*EXERCISE BRIEF*
State how many lines in this listing include the word "payload", and nothing else.

*DATA FOR PROCESSING*
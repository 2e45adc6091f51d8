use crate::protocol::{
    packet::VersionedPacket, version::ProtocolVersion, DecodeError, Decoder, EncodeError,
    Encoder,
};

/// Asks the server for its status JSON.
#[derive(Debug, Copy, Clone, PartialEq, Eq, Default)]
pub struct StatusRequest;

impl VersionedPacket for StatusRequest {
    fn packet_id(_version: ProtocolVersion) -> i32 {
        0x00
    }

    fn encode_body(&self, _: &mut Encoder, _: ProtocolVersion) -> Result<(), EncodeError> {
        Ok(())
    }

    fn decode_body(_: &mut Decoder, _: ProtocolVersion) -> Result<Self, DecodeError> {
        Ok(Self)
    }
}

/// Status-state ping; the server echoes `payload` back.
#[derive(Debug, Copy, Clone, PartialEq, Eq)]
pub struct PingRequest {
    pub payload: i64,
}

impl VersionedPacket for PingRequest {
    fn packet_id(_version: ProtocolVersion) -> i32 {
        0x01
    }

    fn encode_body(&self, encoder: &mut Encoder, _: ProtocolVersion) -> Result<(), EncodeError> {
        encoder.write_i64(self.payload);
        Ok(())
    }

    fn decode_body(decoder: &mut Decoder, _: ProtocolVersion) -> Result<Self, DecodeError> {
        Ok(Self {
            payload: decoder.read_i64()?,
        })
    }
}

*WRITTEN SOLUTION*
4